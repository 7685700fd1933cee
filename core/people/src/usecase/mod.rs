//! ユースケース（アダプター経由で I/O を行い、結果をセッションストアへ書き込む）

pub mod cards;
pub mod credits;
pub mod drafts;
pub mod mutation;
pub mod profile;
pub mod recent;
pub mod search;
pub mod unlock;

use common::http::ResourceClient;
use common::ports::outbound::{Clock, KeyGenerator, Log, LogLevel, LogRecord};
use std::sync::Arc;

use crate::store::SessionStore;

/// 各ユースケースが共有する依存（wiring が組み立てて渡す）
#[derive(Clone)]
pub struct Deps {
    pub client: Arc<ResourceClient>,
    pub store: Arc<SessionStore>,
    pub clock: Arc<dyn Clock>,
    pub keys: Arc<dyn KeyGenerator>,
    pub log: Arc<dyn Log>,
    pub settings: Settings,
}

/// ユースケースの調整値（ClientConfig から取り出す）
#[derive(Debug, Clone, Copy, PartialEq, Eq)]
pub struct Settings {
    pub page_size: usize,
    pub credits_stale_ms: u64,
}

impl Deps {
    /// usecase 層のログを 1 行出す（失敗は無視）
    pub(crate) fn emit(&self, record: LogRecord) {
        let _ = self.log.log(&record.layer("usecase"));
    }

    /// 失敗をログに残す。到達不能だけは kind を分けてテレメトリで数えられるようにする。
    pub(crate) fn emit_failure(&self, kind: &str, message: &str, err: &common::error::Error) {
        let kind = if err.is_unreachable() { "unreachable" } else { kind };
        self.emit(
            LogRecord::new(LogLevel::Warn, message)
                .kind(kind)
                .field("error", err.to_string()),
        );
    }
}
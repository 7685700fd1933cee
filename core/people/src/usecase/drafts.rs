//! 下書きワークフロー（自由記述 → 構造化 → 承認）

use common::error::Error;
use common::http::{path_segment, RequestOptions};
use common::ports::outbound::{LogLevel, LogRecord, Method};
use serde_json::{json, Value};

use super::Deps;
use crate::domain::{normalize_families, CardFamily, CardId, ExperienceCard};
use crate::store::QueryKey;

/// まとめて承認した結果
#[derive(Debug, Clone, Default, PartialEq)]
pub struct ApprovalReport {
    pub approved: Vec<CardId>,
    /// 失敗した下書きとエラーメッセージ（下書きには残っている）
    pub failed: Vec<(CardId, String)>,
}

impl ApprovalReport {
    pub fn all_approved(&self) -> bool {
        self.failed.is_empty()
    }
}

pub struct DraftWorkflow {
    deps: Deps,
}

impl DraftWorkflow {
    pub fn new(deps: Deps) -> Self {
        Self { deps }
    }

    pub fn drafts(&self) -> Vec<CardFamily> {
        self.deps.store.read(|s| s.cards.drafts().to_vec())
    }

    /// 自由記述を構造化し、下書きを丸ごと置き換える
    pub fn structure_text(&self, raw_text: &str) -> Result<Vec<CardFamily>, Error> {
        let raw_text = raw_text.trim();
        if raw_text.is_empty() {
            return Err(Error::invalid_argument("Text to structure must not be empty"));
        }
        let body: Value = self
            .deps
            .client
            .call(
                "/experience-cards/draft-v1",
                RequestOptions::post(json!({ "raw_text": raw_text })),
            )
            .inspect_err(|e| self.deps.emit_failure("draft", "structuring failed", e))?;
        let normalized = normalize_families(body)?;
        self.deps.emit(
            LogRecord::new(LogLevel::Info, "draft families structured")
                .kind("draft")
                .field("families", normalized.families.len())
                .field("dropped_families", normalized.dropped_families)
                .field("dropped_children", normalized.dropped_children),
        );
        let families = normalized.families;
        self.deps.store.write(|s| s.cards.replace_drafts(families));
        Ok(self.drafts())
    }

    /// 下書き 1 件を承認する（失敗した分だけを再試行するときにも使う）
    ///
    /// このセッションで構造化していない下書きでも、サーバーにあれば承認できる。
    pub fn approve_draft(&self, id: &CardId) -> Result<ExperienceCard, Error> {
        let path = format!("/experience-cards/{}/approve", path_segment(id.as_str()));
        let result: Result<Value, Error> = self.deps.client.call(&path, RequestOptions::new(Method::Post));
        let card = match result {
            Ok(Value::Null) => self
                .deps
                .store
                .read(|s| s.cards.draft(id).map(|f| f.parent.clone()))
                .unwrap_or_else(|| ExperienceCard::new_parent(id.as_str())),
            Ok(body) => serde_json::from_value::<ExperienceCard>(body)?,
            Err(e) => {
                self.deps
                    .emit_failure("draft", &format!("approving draft {} failed", id), &e);
                return Err(e);
            }
        };

        // 承認自体はサーバーで済んでいるので、昇格できなくてもクエリは無効化する
        let promoted = self.deps.store.write(|s| {
            let promoted = s.cards.promote_draft(card.clone());
            s.queries.invalidate(&QueryKey::CardFamilies);
            s.queries.invalidate(&QueryKey::ExperienceCards);
            s.queries.invalidate(&QueryKey::Credits);
            promoted
        });
        if !promoted {
            self.deps.emit(
                LogRecord::new(LogLevel::Warn, "approved card is not a parent; draft kept")
                    .kind("draft")
                    .field("card_id", id.as_str())
                    .field("returned_parent_id", card.parent_id.as_ref().map(CardId::as_str)),
            );
            return Err(Error::json(format!("approval of {} returned a child card", id)));
        }
        self.deps.emit(
            LogRecord::new(LogLevel::Info, "draft approved")
                .kind("draft")
                .field("card_id", id.as_str()),
        );
        Ok(card)
    }

    /// 下書きを 1 件ずつ承認する。途中で失敗しても残りは続ける。
    pub fn approve_drafts(&self, ids: &[CardId]) -> ApprovalReport {
        let mut report = ApprovalReport::default();
        for id in ids {
            match self.approve_draft(id) {
                Ok(_) => report.approved.push(id.clone()),
                Err(e) => report.failed.push((id.clone(), e.to_string())),
            }
        }
        report
    }

    /// すべての下書きを承認する
    pub fn approve_all(&self) -> ApprovalReport {
        let ids: Vec<CardId> = self
            .deps
            .store
            .read(|s| s.cards.drafts().iter().map(|f| f.id().clone()).collect());
        self.approve_drafts(&ids)
    }

    /// 下書きをローカルで捨てる
    pub fn discard_draft(&self, id: &CardId) -> bool {
        self.deps.store.write(|s| s.cards.discard_draft(id))
    }
}
//! Outbound ポート: アプリが外界（FS・時刻・環境変数・HTTP・ログ等）を使うための trait

pub mod clock;
pub mod env_resolver;
pub mod fs;
pub mod http_transport;
pub mod key_generator;
pub mod log;

pub use clock::Clock;
pub use env_resolver::EnvResolver;
pub use fs::FileSystem;
pub use http_transport::{HttpRequest, HttpResponse, HttpTransport, Method};
pub use key_generator::KeyGenerator;
pub use log::{now_iso8601, Log, LogLevel, LogRecord};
== == ==
**Problem to work on:**
Copy every line of the listing where the word "SessionStore" appears.

**Response:**
use crate::store::SessionStore;
    pub store: Arc<SessionStore>,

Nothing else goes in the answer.